//! Application configuration module
//!
//! This module provides type-safe configuration loading from environment variables
//! using the `config` and `dotenvy` crates. Configuration is loaded with the
//! `README_STUDIO_` prefix and nested values use underscores as separators.
//!
//! # Example
//!
//! ```no_run
//! use readme_studio::config::AppConfig;
//!
//! let config = AppConfig::load().expect("Failed to load configuration");
//! config.validate().expect("Invalid configuration");
//!
//! println!("Generating with {}", config.generator.model);
//! ```

mod error;
mod export;
mod generator;

pub use error::{ConfigError, ValidationError};
pub use export::ExportConfig;
pub use generator::GeneratorConfig;

use serde::Deserialize;

/// Root application configuration
///
/// Contains all configuration sections for README Studio.
/// Load using [`AppConfig::load()`] which reads from environment variables.
#[derive(Debug, Clone, Default, Deserialize)]
pub struct AppConfig {
    /// Text generator configuration (Gemini)
    #[serde(default)]
    pub generator: GeneratorConfig,

    /// README export configuration
    #[serde(default)]
    pub export: ExportConfig,
}

impl AppConfig {
    /// Load configuration from environment variables
    ///
    /// This function:
    /// 1. Loads `.env` file if present (for development)
    /// 2. Reads environment variables with `README_STUDIO` prefix
    /// 3. Uses `__` (double underscore) to separate nested values
    /// 4. Deserializes into typed configuration structs
    ///
    /// # Environment Variable Format
    ///
    /// - `README_STUDIO__GENERATOR__API_KEY=...` -> `generator.api_key = ...`
    /// - `README_STUDIO__EXPORT__OUTPUT_DIR=./out` -> `export.output_dir = ./out`
    ///
    /// # Errors
    ///
    /// Returns `ConfigError` if values cannot be parsed into expected types.
    pub fn load() -> Result<Self, ConfigError> {
        // Load .env file if present (development)
        dotenvy::dotenv().ok();

        let config = config::Config::builder()
            .add_source(
                config::Environment::default()
                    .prefix("README_STUDIO")
                    .separator("__"),
            )
            .build()?
            .try_deserialize()?;

        Ok(config)
    }

    /// Validate all configuration values
    ///
    /// Performs semantic validation of configuration:
    /// - API key presence
    /// - Timeout constraints
    /// - Output directory shape
    ///
    /// # Errors
    ///
    /// Returns `ValidationError` if any configuration value is invalid.
    pub fn validate(&self) -> Result<(), ValidationError> {
        self.generator.validate()?;
        self.export.validate()?;
        Ok(())
    }
}
//! DescriptionPrompt - Deterministic prompt text for the generative-text call.

use super::ReadmeDocument;

/// Renders the prompt sent to the generative-text collaborator when the
/// caller asks for a replacement project description.
///
/// The prompt interpolates the caller's free-form brief together with the
/// current document snapshot (project name, description, and every section
/// title/content pair). Rendering is pure: the same brief and snapshot
/// always produce the same string.
#[derive(Debug, Clone, Default, PartialEq, Eq)]
pub struct DescriptionPrompt {
    brief: String,
}

impl DescriptionPrompt {
    /// Creates a prompt around a free-form project brief.
    pub fn new(brief: impl Into<String>) -> Self {
        Self { brief: brief.into() }
    }

    /// Returns the caller-supplied brief.
    pub fn brief(&self) -> &str {
        &self.brief
    }

    /// Renders the full prompt text against a document snapshot.
    pub fn render(&self, document: &ReadmeDocument) -> String {
        let mut prompt = String::new();

        prompt.push_str(
            "Generate a concise, professional README description for a project with the following details:\n",
        );
        prompt.push_str(&format!("Project Name: {}\n", document.project_name()));
        prompt.push_str(&format!("Description: {}\n", document.description()));
        prompt.push('\n');

        prompt.push_str("**Sections:**\n");
        for section in document.sections() {
            prompt.push_str(&format!("- **{}**: {}\n", section.title(), section.content()));
        }

        if !self.brief.trim().is_empty() {
            prompt.push('\n');
            prompt.push_str(&format!("Project brief: {}\n", self.brief));
        }

        prompt.push('\n');
        prompt.push_str(
            "The description should be concise, informative, and follow best practices for README files.",
        );

        prompt
    }
}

####################

TASK PROMPT |
The response has to match the records above word for word.

EXERCISE ANSWER |
//! Application configuration module
//!
//! This module provides type-safe configuration loading from environment variables
//! using the `config` and `dotenvy` crates. Configuration is loaded with the
//! `README_STUDIO_` prefix and nested values use underscores as separators.
//!
//! # Example
//!
//! ```no_run
//! use readme_studio::config::AppConfig;
//!
//! let config = AppConfig::load().expect("Failed to load configuration");
//! config.validate().expect("Invalid configuration");
//!
//! println!("Generating with {}", config.generator.model);
//! ```

mod error;
mod export;
mod generator;

pub use error::{ConfigError, ValidationError};
pub use export::ExportConfig;
pub use generator::GeneratorConfig;

use serde::Deserialize;

/// Root application configuration
///
/// Contains all configuration sections for README Studio.
/// Load using [`AppConfig::load()`] which reads from environment variables.
#[derive(Debug, Clone, Default, Deserialize)]
pub struct AppConfig {
    /// Text generator configuration (Gemini)
    #[serde(default)]
    pub generator: GeneratorConfig,

    /// README export configuration
    #[serde(default)]
    pub export: ExportConfig,
}

impl AppConfig {
    /// Load configuration from environment variables
    ///
    /// This function:
    /// 1. Loads `.env` file if present (for development)
    /// 2. Reads environment variables with `README_STUDIO` prefix
    /// 3. Uses `__` (double underscore) to separate nested values
    /// 4. Deserializes into typed configuration structs
    ///
    /// # Environment Variable Format
    ///
    /// - `README_STUDIO__GENERATOR__API_KEY=...` -> `generator.api_key = ...`
    /// - `README_STUDIO__EXPORT__OUTPUT_DIR=./out` -> `export.output_dir = ./out`
    ///
    /// # Errors
    ///
    /// Returns `ConfigError` if values cannot be parsed into expected types.
    pub fn load() -> Result<Self, ConfigError> {
        // Load .env file if present (development)
        dotenvy::dotenv().ok();

        let config = config::Config::builder()
            .add_source(
                config::Environment::default()
                    .prefix("README_STUDIO")
                    .separator("__"),
            )
            .build()?
            .try_deserialize()?;

        Ok(config)
    }

    /// Validate all configuration values
    ///
    /// Performs semantic validation of configuration:
    /// - API key presence
    /// - Timeout constraints
    /// - Output directory shape
    ///
    /// # Errors
    ///
    /// Returns `ValidationError` if any configuration value is invalid.
    pub fn validate(&self) -> Result<(), ValidationError> {
        self.generator.validate()?;
        self.export.validate()?;
        Ok(())
    }
}
//! DescriptionPrompt - Deterministic prompt text for the generative-text call.

use super::ReadmeDocument;

/// Renders the prompt sent to the generative-text collaborator when the
/// caller asks for a replacement project description.
///
/// The prompt interpolates the caller's free-form brief together with the
/// current document snapshot (project name, description, and every section
/// title/content pair). Rendering is pure: the same brief and snapshot
/// always produce the same string.
#[derive(Debug, Clone, Default, PartialEq, Eq)]
pub struct DescriptionPrompt {
    brief: String,
}

impl DescriptionPrompt {
    /// Creates a prompt around a free-form project brief.
    pub fn new(brief: impl Into<String>) -> Self {
        Self { brief: brief.into() }
    }

    /// Returns the caller-supplied brief.
    pub fn brief(&self) -> &str {
        &self.brief
    }

    /// Renders the full prompt text against a document snapshot.
    pub fn render(&self, document: &ReadmeDocument) -> String {
        let mut prompt = String::new();

        prompt.push_str(
            "Generate a concise, professional README description for a project with the following details:\n",
        );
        prompt.push_str(&format!("Project Name: {}\n", document.project_name()));
        prompt.push_str(&format!("Description: {}\n", document.description()));
        prompt.push('\n');

        prompt.push_str("**Sections:**\n");
        for section in document.sections() {
            prompt.push_str(&format!("- **{}**: {}\n", section.title(), section.content()));
        }

        if !self.brief.trim().is_empty() {
            prompt.push('\n');
            prompt.push_str(&format!("Project brief: {}\n", self.brief));
        }

        prompt.push('\n');
        prompt.push_str(
            "The description should be concise, informative, and follow best practices for README files.",
        );

        prompt
    }
}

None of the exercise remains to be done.